Thelymitra azurea, commonly called azure sun orchid, is a species of orchid that is endemic to south-eastern Australia. It has a single fleshy, grass-like leaf and up to ten dark azure blue flowers with darker veins. The lobe on top of the anther has a toothed or warty tip.

==Description==
Thelymitra media is a tuberous, perennial herb with a single erect, fleshy, channelled, dark green, linear leaf 100-270 mm long, 3-8 mm wide and folded lengthwise. Up to ten dark azure blue flowers with darker veins, 13-27 mm wide are arranged on a flowering stem 130-450 mm tall. The sepals and petals are 6-13 mm long and 3-7 mm wide. The column is blue to purplish, 2.5-4.5 mm long and about 2 mm wide. The lobe on the top of the anther is short and dark purplish with a toothed or warty yellow tip. The side lobes have white or purplish, mop-like tufts on their ends.
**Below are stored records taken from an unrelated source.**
//! YAML adapter (`.prettierrc.yaml`)

use crate::types::{FormattingPreferences, KitError, Result};

pub fn render(prefs: &FormattingPreferences) -> Result<String> {
    let mut out = serde_yaml::to_string(prefs)?;
    if !out.ends_with('\n') {
        out.push('\n');
    }
    Ok(out)
}

pub fn parse(text: &str) -> Result<FormattingPreferences> {
    serde_yaml::from_str(text).map_err(|e| KitError::parse("yaml", e.to_string()))
}
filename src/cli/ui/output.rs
//! Terminal output helpers
//!
//! Artifacts go to stdout so they can be piped. Status lines go to stderr
//! and are dropped in quiet mode.

use console::style;

pub struct Output {
    quiet: bool,
}

impl Output {
    pub fn new() -> Self {
        Self { quiet: false }
    }

    pub fn quiet(quiet: bool) -> Self {
        Self { quiet }
    }

    pub fn success(&self, message: &str) {
        if !self.quiet {
            eprintln!("{} {}", style("✓").green(), message);
        }
    }

    pub fn warning(&self, message: &str) {
        if !self.quiet {
            eprintln!("{} {}", style("⚠").yellow(), message);
        }
    }

    pub fn info(&self, message: &str) {
        if !self.quiet {
            eprintln!("{} {}", style("ℹ").blue(), message);
        }
    }

    /// Title above a block of artifact text.
    pub fn header(&self, message: &str) {
        println!("\n{}", style(message).bold().underlined());
    }

    /// Named artifact block, e.g. a file name above its contents.
    pub fn section(&self, message: &str) {
        println!("\n{}", style(message).bold().cyan());
        println!("{}", style("─".repeat(40)).dim());
    }
}

impl Default for Output {
    fn default() -> Self {
        Self::new()
    }
}
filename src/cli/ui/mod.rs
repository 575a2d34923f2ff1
mod output;

pub use output::Output;
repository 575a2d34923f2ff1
//! Ignore-list rendering

/// Join patterns one per line, keeping catalog order.
pub fn render_ignore_list<S: AsRef<str>>(patterns: &[S]) -> String {
    patterns
        .iter()
        .map(|p| p.as_ref())
        .collect::<Vec<&str>>()
        .join("\n")
}
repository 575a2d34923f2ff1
//! Preference merging
//!
//! Overlays a sparse patch onto complete defaults. List fields are replaced,
//! not merged: a patch that carries `plugins` or `overrides` at all replaces
//! the base list, even when the patch list is empty.

use tracing::debug;

use crate::types::{FormattingPreferences, PartialPreferences, Result};

/// Merge `patch` over `base`, returning a fully-populated preference set.
pub fn merge_preferences(
    base: &FormattingPreferences,
    patch: &PartialPreferences,
) -> Result<FormattingPreferences> {
    patch.validate("")?;

    let merged = FormattingPreferences {
        semi: patch.semi.unwrap_or(base.semi),
        single_quote: patch.single_quote.unwrap_or(base.single_quote),
        tab_width: patch.tab_width.unwrap_or(base.tab_width),
        trailing_comma: patch.trailing_comma.unwrap_or(base.trailing_comma),
        print_width: patch.print_width.unwrap_or(base.print_width),
        use_tabs: patch.use_tabs.unwrap_or(base.use_tabs),
        bracket_spacing: patch.bracket_spacing.unwrap_or(base.bracket_spacing),
        bracket_same_line: patch.bracket_same_line.unwrap_or(base.bracket_same_line),
        arrow_parens: patch.arrow_parens.unwrap_or(base.arrow_parens),
        end_of_line: patch.end_of_line.unwrap_or(base.end_of_line),
        prose_wrap: patch.prose_wrap.unwrap_or(base.prose_wrap),
        html_whitespace_sensitivity: patch
            .html_whitespace_sensitivity
            .unwrap_or(base.html_whitespace_sensitivity),
        plugins: patch
            .plugins
            .clone()
            .unwrap_or_else(|| base.plugins.clone()),
        overrides: patch
            .overrides
            .clone()
            .unwrap_or_else(|| base.overrides.clone()),
    };

    merged.validate()?;

    if !patch.is_empty() {
        debug!(
            "Merged preference patch: {}",
            serde_json::to_string(patch).unwrap_or_default()
        );
    }

    Ok(merged)
}
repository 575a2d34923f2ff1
use crate::types::FrameworkProfile;

/// The framework's `package.json` format script, verbatim.
pub fn format_script(profile: &FrameworkProfile) -> &str {
    &profile.format_script
}
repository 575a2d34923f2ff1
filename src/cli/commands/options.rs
//! Options Command
//!
//! Print the reference of every formatting option.

use console::style;

use crate::catalog::option_reference;
use crate::types::Result;

pub fn run() -> Result<()> {
    for option in option_reference() {
        println!("{}", style(option.key).bold());
        println!("  {}", option.description);
        if !option.choices.is_empty() {
            println!("  Values:  {}", option.choices.join(" | "));
        }
        println!("  Default: {}", option.default);
    }
    Ok(())
}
The flowers are insect-pollinated and open on warm days. Flowering occurs from September to December.

==Taxonomy and naming==
Thelymitra azurea was first formally described in 1917 by R.S. Rogers and the description was published in Transactions and Proceedings of the Royal Society of South Australia. The specific epithet (azurea) is a Latinised version of the French word azure meaning "a blue colour", referring to "the beautiful colour of the flowers".

==Distribution and habitat==
Azure sun orchid grows in heath and forest in western Victoria and south-eastern South Australia, including Kangaroo Island.